The selected bone is a Thoracic Vertebrae. This is a modern form of bison called Bison bison. Figure 2 is the cross-section of the bison.

Figure 2

Preparation and Method

The process of 3D modeling a small object is similar to 3D modeling larger objects such as a Giant Pampathere I did at the Lubbock Lake Landmark. The first is to gather images of the subject of interest. Then, images would be imported into Agisoft PhotoScan to render a 3D model. Different from outdoor objects, the image gathering can be done indoor which means sunlight, climate and geographic factor are no longer an issue in this case.

The images for this project are taken in the 3D printing room at the Museum of Texas Tech University. The advantage of taking photos in an indoor studio is that we could have control of the light sources. It would not be affected by weather, sunlight direction, and time.

For the preparation of equipment, light tent, light source, DSRL 7100 Nikon camera and tripod are needed for better images. The object of interest would be placed in the light tent. The translucent sides of the light tent are able to diffuse the light coming from the light sources. It is an effective way to avoid shadow in the images. A tripod is able to stabilize the camera from an angle which you have taken. A DSRL camera with a fixed lens insures quality of all images is equal. Correct settings in aperture, ISO and shutter speed are also necessary for better images.
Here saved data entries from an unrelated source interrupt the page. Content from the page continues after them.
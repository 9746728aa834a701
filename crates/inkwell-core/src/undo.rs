//! Bounded snapshot undo.
//!
//! Each entry is a full copy of the document lines taken immediately before a mutation.
//! The log keeps at most `max_undo` entries and drops the oldest first. There is no redo.
//!
//! Saving is a caller contract: whoever mutates a [`Document`] records a snapshot first.
//! [`crate::EditSession`] does this for every editing operation.

use std::collections::VecDeque;

use crate::document::Document;

/// Default number of snapshots kept.
pub const DEFAULT_UNDO_LIMIT: usize = 50;

/// Result of an [`UndoLog::undo`] call.
#[derive(Debug, Clone, Copy, PartialEq, Eq)]
pub enum UndoOutcome {
    /// The most recent snapshot was installed.
    Restored,
    /// The log was empty; nothing changed.
    NothingToUndo,
}

/// Bounded FIFO of whole-document snapshots.
#[derive(Debug, Clone)]
pub struct UndoLog {
    entries: VecDeque<Vec<String>>,
    max_undo: usize,
}

impl Default for UndoLog {
    fn default() -> Self {
        Self::new()
    }
}

impl UndoLog {
    /// Create a log holding up to [`DEFAULT_UNDO_LIMIT`] snapshots.
    pub fn new() -> Self {
        Self::with_capacity(DEFAULT_UNDO_LIMIT)
    }

    /// Create a log holding up to `max_undo` snapshots (at least one).
    pub fn with_capacity(max_undo: usize) -> Self {
        let max_undo = max_undo.max(1);
        Self {
            entries: VecDeque::with_capacity(max_undo),
            max_undo,
        }
    }

    /// Maximum number of snapshots kept.
    pub fn capacity(&self) -> usize {
        self.max_undo
    }

    /// Number of snapshots available to undo.
    pub fn len(&self) -> usize {
        self.entries.len()
    }

    /// Whether there is nothing to undo.
    pub fn is_empty(&self) -> bool {
        self.entries.is_empty()
    }

    /// Drop all history (for example after loading a different file).
    pub fn clear(&mut self) {
        self.entries.clear();
    }

    /// Snapshot `document` lines. Evicts the oldest snapshot once the bound is exceeded.
    pub fn save(&mut self, document: &Document) {
        self.entries.push_back(document.lines().to_vec());
        if self.entries.len() > self.max_undo {
            self.entries.pop_front();
        }
    }

    /// Restore the most recent snapshot into `document` and discard it.
    ///
    /// The cursor (and selection anchor) are clamped to the restored lines rather than
    /// restored precisely.
    pub fn undo(&mut self, document: &mut Document) -> UndoOutcome {
        let Some(lines) = self.entries.pop_back() else {
            tracing::debug!("undo requested with empty history");
            return UndoOutcome::NothingToUndo;
        };
        document.set_lines(lines);
        tracing::debug!(remaining = self.entries.len(), "undo restored snapshot");
        UndoOutcome::Restored
    }
}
Due to the odd shape of the bone, 40 images have been taken for gathering enough information for photoscanning. The most difficult part of the whole process is to take images of the holes on the bone. 8 extra photos have been taken dedicatedly for the information of the holes. Figures 3 and 4 are the images of the holes.

Figure 3
Figure 4.

To improve the quality of the end product, images needed to be edited by Photoshop. The DSRL is able to take photos in RAW format which has better quality and record the information of settings. However, TIFF is handier in terms of image editing with Photoshop. Therefore, the first step is to convert all images from RAW to TIFF (Figure 5).

Figure 5

The other way to improve the quality of the 3D model is to remove the background of the object in the image. Select tool helps to select the object in the image and build a mask on it (Figure 6).

Figure 6

Once all images are ready, they can be imported into the Agisoft PhotoScan to process the rendering. Here is the setting (Figures 7–10) of each workflow for this project:

Figure 7
Figure 8
Figure 9
Figure 10

All in all, the result of the 3D modeling is just acceptable (Figure 11). The shape and the texture of the object are able to be reproduced in the 3D model. However, there are two main problems of the 3D Model. First, there are some unexpected white chunks somehow rendered in the model. I tried to photoscan again but the results look the same. The second issue is that the deep, inner area of the holes is failed to be rendered. There are few hollows on the sides of the bone. The potential reason is that the images do not entirely cover the information of that area.

Conclusion

In conclusion, gathering images in an indoor studio is easier and more convenient than an outdoor please. We can have a better control of light source which provide images with high quality. Also, a small object is easier to be managed. I can flap over the small object for taking photos of different angles which helps to create a complete 3D model. To solve the problem of the hollows, more details of the holes has to be covered. For the white chunks of the 3D model, more tries and further study are needed to figure out the problem.